Tuesday, September 30, 2008

It's the stupidity, not the skirt.


'It is going to be so good,' I said.
'I know. I cannot wait,' Roomie said.
'Utter trainwreck.'
'Disaster,' Roomie agreed.

I cannot help but thrill at the upcoming debacle that will be the VP debate. I'm heady with it. I shiver when I think of it. If this was a Roman arena, I'd be one of those barbaric spectators, with my thumb turned down.

It's unseemly, isn't it? Unlike other feminists who've been writing about their conflicted feelings toward Palin and how her running for the 2nd in Command makes them feel bad about their feminism, I have never felt bad about wanting to see this woman get shoved off the political stage, never to be seen again. But until today, I had no idea why I was getting more and more ginned up to see Palin destroyed so publicly.

I saw a glimmer of a reason yesterday when I watched one unbearable minute of the Couric interview. I tried, I really did. I tried to sit through them but the incoherence, the plain cluelessness, the vacuity - it all did me in! Aargh!

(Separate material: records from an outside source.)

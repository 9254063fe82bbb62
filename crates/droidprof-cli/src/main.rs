//! CLI for droidprof — sample Android device metrics and aggregate
//! experiment runs.

mod commands;

use clap::{Parser, Subcommand};

#[derive(Parser)]
#[command(name = "droidprof")]
#[command(about = "Sample Android device metrics over adb and aggregate experiment runs")]
#[command(version = droidprof_core::VERSION)]
struct Cli {
    #[command(subcommand)]
    command: Commands,
}

#[derive(Subcommand)]
enum Commands {
    /// Sample a device at a fixed interval until Ctrl+C or a duration limit
    Sample {
        /// adb serial of the device to sample
        #[arg(long)]
        serial: String,

        /// App/package under test (needed for per-app memory and GPU memory)
        #[arg(long)]
        app: Option<String>,

        /// Sampling interval in milliseconds
        #[arg(long, default_value = "1000")]
        interval_ms: u64,

        /// Comma-separated data points: cpu, mem, GPU_mem, cpu_clockspeed
        #[arg(long, default_value = "cpu,mem")]
        data_points: String,

        /// Directory the run file is written into
        #[arg(long, default_value = ".")]
        output: String,

        /// Stop after this many seconds instead of waiting for Ctrl+C
        #[arg(long)]
        duration: Option<u64>,
    },

    /// Reduce all run files in a directory into its Aggregated.csv
    AggregateSubject {
        /// Directory holding one subject's run files
        #[arg(long)]
        logs_dir: String,
    },

    /// Flatten a whole results tree into one final table
    Aggregate {
        /// Experiment results root (device/subject/[browser]/android layout)
        #[arg(long)]
        data_dir: String,

        /// Path of the flat output table
        #[arg(long)]
        output: String,
    },
}

fn main() {
    env_logger::init();

    let cli = Cli::parse();
    match cli.command {
        Commands::Sample {
            serial,
            app,
            interval_ms,
            data_points,
            output,
            duration,
        } => commands::sample::run(&serial, app.as_deref(), interval_ms, &data_points, &output, duration),
        Commands::AggregateSubject { logs_dir } => commands::aggregate::run_subject(&logs_dir),
        Commands::Aggregate { data_dir, output } => commands::aggregate::run_tree(&data_dir, &output),
    }
}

I couldn't take it and stopped the video. I still haven't seen the whole thing. I can only read it in transcripts, in short spurts.

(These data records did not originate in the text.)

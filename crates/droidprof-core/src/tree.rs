//! Cross-experiment flattening of per-subject aggregates.
//!
//! Walks a results tree shaped
//! `<root>/<device>/<subject>/[<browser>/]android/Aggregated.csv` and
//! assembles one flat row per discovered leaf. Whether a leaf sits directly
//! under the subject or one browser tier deeper is captured as a tagged
//! scope on the row, not re-derived from filesystem shape downstream.

use std::collections::BTreeSet;
use std::fs::File;
use std::io::{BufWriter, Write};
use std::path::{Path, PathBuf};

use crate::aggregate::{AGGREGATE_FILENAME, RunAggregate};
use crate::error::Result;

/// Name of the per-metric-source subdirectory holding the aggregate file.
const SOURCE_DIR: &str = "android";

/// Where a subject's aggregate was found.
#[derive(Debug, Clone, PartialEq, Eq)]
pub enum SubjectScope {
    /// Aggregate sits directly under the subject.
    Subject,
    /// Aggregate sits under one browser tier below the subject.
    Browser(String),
}

impl SubjectScope {
    pub fn browser(&self) -> Option<&str> {
        match self {
            Self::Subject => None,
            Self::Browser(name) => Some(name),
        }
    }
}

/// One flat result row: device, subject, scope, and the subject's
/// aggregated metrics.
#[derive(Debug, Clone, PartialEq)]
pub struct SubjectRow {
    pub device: String,
    pub subject: String,
    pub scope: SubjectScope,
    pub metrics: RunAggregate,
}

/// Walk the results tree and collect one row per leaf with a persisted
/// aggregate. Leaves without the aggregate subdirectory (or file) are
/// skipped; a subject may simply lack this metric source.
pub fn aggregate_tree(root: &Path) -> Result<Vec<SubjectRow>> {
    let mut rows = Vec::new();

    for (device, device_dir) in subdirs(root)? {
        for (subject, subject_dir) in subdirs(&device_dir)? {
            if let Some(metrics) = read_leaf(&subject_dir)? {
                rows.push(SubjectRow {
                    device: device.clone(),
                    subject,
                    scope: SubjectScope::Subject,
                    metrics,
                });
                continue;
            }
            for (browser, browser_dir) in subdirs(&subject_dir)? {
                if let Some(metrics) = read_leaf(&browser_dir)? {
                    rows.push(SubjectRow {
                        device: device.clone(),
                        subject: subject.clone(),
                        scope: SubjectScope::Browser(browser),
                        metrics,
                    });
                }
            }
        }
    }

    Ok(rows)
}

/// Flatten rows into one CSV table.
///
/// Columns: `device`, `subject`, `browser` (only if some row has browser
/// scope), then the sorted union of metric names. Cells a row has no value
/// for are left empty.
pub fn write_subject_rows(path: &Path, rows: &[SubjectRow]) -> Result<()> {
    let has_browser = rows.iter().any(|r| r.scope.browser().is_some());
    let metric_names: BTreeSet<&str> = rows
        .iter()
        .flat_map(|r| r.metrics.field_names())
        .collect();

    let file = File::create(path)?;
    let mut w = BufWriter::new(file);

    let mut header = vec!["device", "subject"];
    if has_browser {
        header.push("browser");
    }
    header.extend(metric_names.iter().copied());
    writeln!(w, "{}", header.join(","))?;

    for row in rows {
        let mut cells = vec![row.device.clone(), row.subject.clone()];
        if has_browser {
            cells.push(row.scope.browser().unwrap_or_default().to_string());
        }
        for &name in &metric_names {
            cells.push(
                row.metrics
                    .get(name)
                    .map(|v| v.to_string())
                    .unwrap_or_default(),
            );
        }
        writeln!(w, "{}", cells.join(","))?;
    }
    w.flush()?;
    Ok(())
}

/// Read a leaf's aggregate if `<dir>/android/Aggregated.csv` exists.
fn read_leaf(dir: &Path) -> Result<Option<RunAggregate>> {
    let aggregate_path = dir.join(SOURCE_DIR).join(AGGREGATE_FILENAME);
    if !aggregate_path.is_file() {
        return Ok(None);
    }
    RunAggregate::read_csv(&aggregate_path).map(Some)
}

/// Immediate subdirectories of `dir` as (name, path), sorted by name.
fn subdirs(dir: &Path) -> Result<Vec<(String, PathBuf)>> {
    let mut out = Vec::new();
    for entry in std::fs::read_dir(dir)? {
        let entry = entry?;
        let path = entry.path();
        if path.is_dir() {
            out.push((entry.file_name().to_string_lossy().into_owned(), path));
        }
    }
    out.sort();
    Ok(out)
}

I couldn't bring myself to watch the Gibson interview, either.

But today, when I was talking to Roomie, I realized that watching Palin get plucked out of nowhere like a modern day Courtney Cox in a Bruce Springsteen video has made me suffer a high school flashback, back to a time when I hated seeing charming mediocrity succeed. There's no good way to explain it without sounding like a bitch so I'll just shrug and admit it: smart people make me swoon, stupid people make me angry. Especially deliberately stupid people.

And Sarah Palin is deliberately stupid.

I count her among the people who refuse to learn; people who refuse to research (or at least do a little digging); people who refuse to think critically or ask good questions; people who refuse to explain things in clean, elegant ways; people who refuse to speak without using jargon, cliches or sentimental shorthand - ugh! I cannot stand seeing these people in positions of authority!

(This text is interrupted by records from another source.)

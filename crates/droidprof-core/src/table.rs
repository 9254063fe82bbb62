//! Sample tables and their CSV persistence.
//!
//! A [`SampleTable`] is a fixed header row plus an append-only sequence of
//! sample rows, one per tick. One table belongs to exactly one run: it is
//! reset when sampling starts and frozen when the run's file is written.

use std::fs::File;
use std::io::{BufRead, BufReader, BufWriter, Write};
use std::path::{Path, PathBuf};
use std::time::{SystemTime, UNIX_EPOCH};

use crate::error::{Error, Result};

/// Header row plus ordered sample rows.
#[derive(Debug, Clone, PartialEq)]
pub struct SampleTable {
    header: Vec<String>,
    rows: Vec<Vec<String>>,
}

impl SampleTable {
    /// Create an empty table with the given header.
    pub fn new(header: Vec<String>) -> Self {
        Self {
            header,
            rows: Vec::new(),
        }
    }

    pub fn header(&self) -> &[String] {
        &self.header
    }

    pub fn rows(&self) -> &[Vec<String>] {
        &self.rows
    }

    pub fn is_empty(&self) -> bool {
        self.rows.is_empty()
    }

    pub fn len(&self) -> usize {
        self.rows.len()
    }

    /// Append one complete sample row. Rows are never edited afterwards.
    pub fn push_row(&mut self, row: Vec<String>) {
        debug_assert_eq!(row.len(), self.header.len());
        self.rows.push(row);
    }

    /// Values of one column, looked up by header name.
    pub fn column(&self, name: &str) -> Option<Vec<&str>> {
        let idx = self.header.iter().position(|h| h == name)?;
        Some(self.rows.iter().map(|r| r[idx].as_str()).collect())
    }

    /// Serialize header then rows as comma-separated text, creating or
    /// truncating `path`.
    pub fn write_csv(&self, path: &Path) -> Result<()> {
        let file = File::create(path)?;
        let mut w = BufWriter::new(file);
        writeln!(w, "{}", self.header.join(","))?;
        for row in &self.rows {
            writeln!(w, "{}", row.join(","))?;
        }
        w.flush()?;
        Ok(())
    }

    /// Read a persisted table back: first line is the header, every further
    /// non-empty line one row.
    pub fn read_csv(path: &Path) -> Result<Self> {
        let file = File::open(path)?;
        let mut lines = BufReader::new(file).lines();

        let header_line = lines.next().transpose()?.ok_or_else(|| Error::MalformedTable {
            path: path.to_path_buf(),
            reason: "missing header row".to_string(),
        })?;
        let header: Vec<String> = header_line.split(',').map(str::to_string).collect();

        let mut table = Self::new(header);
        for line in lines {
            let line = line?;
            if line.is_empty() {
                continue;
            }
            let row: Vec<String> = line.split(',').map(str::to_string).collect();
            if row.len() != table.header.len() {
                return Err(Error::MalformedTable {
                    path: path.to_path_buf(),
                    reason: format!(
                        "row has {} fields, header has {}",
                        row.len(),
                        table.header.len()
                    ),
                });
            }
            table.rows.push(row);
        }
        Ok(table)
    }
}

/// Filename for one run's output: `{device_id}_{Y.m.d_HMS}.csv`, UTC.
pub fn run_filename(device_id: &str) -> String {
    let secs = SystemTime::now()
        .duration_since(UNIX_EPOCH)
        .unwrap_or_default()
        .as_secs();
    run_filename_at(device_id, secs)
}

fn run_filename_at(device_id: &str, secs: u64) -> String {
    let (year, month, day, hour, min, sec) = secs_to_utc(secs);
    format!("{device_id}_{year:04}.{month:02}.{day:02}_{hour:02}{min:02}{sec:02}.csv")
}

/// Write a run's table into `output_dir` under its timestamped name,
/// returning the path written.
pub fn write_run(table: &SampleTable, output_dir: &Path, device_id: &str) -> Result<PathBuf> {
    let path = output_dir.join(run_filename(device_id));
    table.write_csv(&path)?;
    Ok(path)
}

/// Convert seconds since Unix epoch to (year, month, day, hour, minute,
/// second) UTC. No leap second handling.
fn secs_to_utc(secs: u64) -> (u64, u64, u64, u64, u64, u64) {
    let sec = secs % 60;
    let min = (secs / 60) % 60;
    let hour = (secs / 3600) % 24;

    let mut days = secs / 86400;
    let mut year = 1970u64;

    loop {
        let days_in_year = if is_leap(year) { 366 } else { 365 };
        if days < days_in_year {
            break;
        }
        days -= days_in_year;
        year += 1;
    }

    let months_days: [u64; 12] = if is_leap(year) {
        [31, 29, 31, 30, 31, 30, 31, 31, 30, 31, 30, 31]
    } else {
        [31, 28, 31, 30, 31, 30, 31, 31, 30, 31, 30, 31]
    };

    let mut month = 0u64;
    for (i, &md) in months_days.iter().enumerate() {
        if days < md {
            month = i as u64 + 1;
            break;
        }
        days -= md;
    }
    let day = days + 1;

    (year, month, day, hour, min, sec)
}

fn is_leap(year: u64) -> bool {
    (year % 4 == 0 && year % 100 != 0) || (year % 400 == 0)
}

For the last 8 years, such a person has been our President and it has triggered every single one of my snobby, brainiac issues. It infuriates me to see such a person leading our country and if someone like Sarah Palin, a woman several degrees dumber than Shrub, gets into the White House, I might as well lose eternal faith in the benefit of higher education.

LeBlanc at Bitch Ph.D. says it a bit more elegantly than I but the point stands: I can't stand Sarah Palin because she epitomizes everything I don't respect.

And I can't WAIT until Biden wipes the floor with her.

4 comments:

Orange said...

I hope she doesn't somehow manage to be well-prepared for the debate. The expectations for Palin are so low, if she's only terrible rather than absolutely abysmal, it will be touted as a victory.

The debate is booting The Office off the air this Thursday. I'm counting on Palin being the female Michael Scott and giving some good (if pained) belly laughs.

Delia Christina said...

I know. Rachel Maddow said all she has to do is speak English and people'll think she won!

Gaah. This is what I mean about mediocrity. When did barely showing up mean success? What about frakking standards??

Anonymous said...

You said it. LeBlanc's post made me realize why if I think the election in the middle of the night (when I get up to feed the sprog) I CANNOT get back to sleep because I get so deeply irritated and itchy over it. Palin gives me a rash, and the circus around her makes me break out in hives.
And also: its not snobby to expect the people in charge in a democracy to be able to explain themselves. The other thing that makes my head explode about her is the "dumb blonde" act (in spite of her dark hair) that passes for charm.

Delia Christina said...

the Kathleen Parker piece above this post mentioned a letter she got from a reader who said they like Palin BECAUSE OF her incoherence!

what the hell???

i really want someone to explain to me when and how it happened that being incomprehensible became an American virtue.